(Supplied records begins)

use crate::domain::{default_cache_ttl, Address, Coordinate, LookupResult, Source};
use crate::ports::{CacheStore, Clock, GeocodeProvider, SystemClock};
use crate::resolver::operation::{CoordinateLookup, ResolverStats};
use async_trait::async_trait;
use shared::{Result, TtlSecs};
use std::sync::atomic::{AtomicU64, Ordering};
use std::sync::Arc;
use tracing::{debug, info, instrument, warn};

#[derive(Clone, Copy, Debug)]
pub struct ResolverConfig {
    pub cache_ttl: TtlSecs,
    /// Treat records whose `expiresAt` has passed as misses.
    pub enforce_expiry: bool,
}

impl Default for ResolverConfig {
    fn default() -> Self {
        Self {
            cache_ttl: default_cache_ttl(),
            enforce_expiry: true,
        }
    }
}

#[derive(Debug, Default)]
struct Counters {
    cache_hits: AtomicU64,
    cache_misses: AtomicU64,
    expired_records: AtomicU64,
    cache_write_failures: AtomicU64,
}

/// Cache-aside orchestrator: cache store first, geocode provider on a miss,
/// then a best-effort write back into the store.
///
/// Holds no per-request state; one instance is shared by all in-flight
/// requests and identical concurrent misses are not deduplicated.
pub struct CoordinateResolver {
    store: Arc<dyn CacheStore>,
    provider: Arc<dyn GeocodeProvider>,
    clock: Arc<dyn Clock>,
    config: ResolverConfig,
    counters: Counters,
}

enum CacheCheck {
    Hit(Coordinate),
    Miss,
}

impl CoordinateResolver {
    pub fn new(store: Arc<dyn CacheStore>, provider: Arc<dyn GeocodeProvider>) -> Self {
        Self::with_config(store, provider, ResolverConfig::default())
    }

    pub fn with_config(
        store: Arc<dyn CacheStore>,
        provider: Arc<dyn GeocodeProvider>,
        config: ResolverConfig,
    ) -> Self {
        Self::with_clock(store, provider, Arc::new(SystemClock), config)
    }

    pub fn with_clock(
        store: Arc<dyn CacheStore>,
        provider: Arc<dyn GeocodeProvider>,
        clock: Arc<dyn Clock>,
        config: ResolverConfig,
    ) -> Self {
        Self {
            store,
            provider,
            clock,
            config,
            counters: Counters::default(),
        }
    }

    pub fn config(&self) -> &ResolverConfig {
        &self.config
    }

    pub fn stats(&self) -> ResolverStats {
        ResolverStats {
            cache_hits: self.counters.cache_hits.load(Ordering::Relaxed),
            cache_misses: self.counters.cache_misses.load(Ordering::Relaxed),
            expired_records: self.counters.expired_records.load(Ordering::Relaxed),
            cache_write_failures: self.counters.cache_write_failures.load(Ordering::Relaxed),
        }
    }

    async fn check_cache(&self, address: &Address) -> Result<CacheCheck> {
        let Some(record) = self.store.get(address.as_str()).await? else {
            return Ok(CacheCheck::Miss);
        };

        // A payload that does not decode is surfaced, never re-resolved,
        // even when the record has already expired.
        let coordinate = Coordinate::from_payload(address.as_str(), &record.response_json)?;

        if self.config.enforce_expiry && record.is_expired(self.clock.now_unix()) {
            debug!(expires_at = record.expires_at, "Cached record expired");
            self.counters.expired_records.fetch_add(1, Ordering::Relaxed);
            return Ok(CacheCheck::Miss);
        }

        Ok(CacheCheck::Hit(coordinate))
    }

    /// Failures here are logged and counted but never fail the request.
    async fn write_back(&self, address: &Address, coordinate: &Coordinate) {
        let outcome = match coordinate.to_payload() {
            Ok(payload) => self
                .store
                .put(address.as_str(), payload, self.config.cache_ttl)
                .await
                .map(|record| record.expires_at),
            Err(e) => Err(e),
        };

        match outcome {
            Ok(expires_at) => debug!(expires_at, "Cached provider result"),
            Err(e) => {
                let failures = self
                    .counters
                    .cache_write_failures
                    .fetch_add(1, Ordering::Relaxed)
                    + 1;
                warn!(
                    error = %e,
                    total_failures = failures,
                    "Failed to write geocode result to cache"
                );
            }
        }
    }
}

#[async_trait]
impl CoordinateLookup for CoordinateResolver {
    #[instrument(skip(self))]
    async fn lookup(&self, address: &str) -> Result<LookupResult> {
        let address = Address::parse(address)?;

        if let CacheCheck::Hit(coordinate) = self.check_cache(&address).await? {
            debug!("Cache hit");
            self.counters.cache_hits.fetch_add(1, Ordering::Relaxed);
            return Ok(LookupResult::new(coordinate, Source::Cache));
        }

        debug!("Cache miss, resolving with provider");
        self.counters.cache_misses.fetch_add(1, Ordering::Relaxed);

        let coordinate = self.provider.resolve(address.as_str()).await?;
        info!(lat = coordinate.lat, lng = coordinate.lng, "Resolved address");

        self.write_back(&address, &coordinate).await;

        Ok(LookupResult::new(coordinate, Source::Provider))
    }

    fn stats(&self) -> ResolverStats {
        CoordinateResolver::stats(self)
    }
}

impl std::fmt::Debug for CoordinateResolver {
    fn fmt(&self, f: &mut std::fmt::Formatter<'_>) -> std::fmt::Result {
        f.debug_struct("CoordinateResolver")
            .field("config", &self.config)
            .field("stats", &self.stats())
            .finish()
    }
}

(Supplied records ends)

> [Exercise requirements]: Show each line of the data that contains the string "never".

> [Response]:
        // A payload that does not decode is surfaced, never re-resolved,
    /// Failures here are logged and counted but never fail the request.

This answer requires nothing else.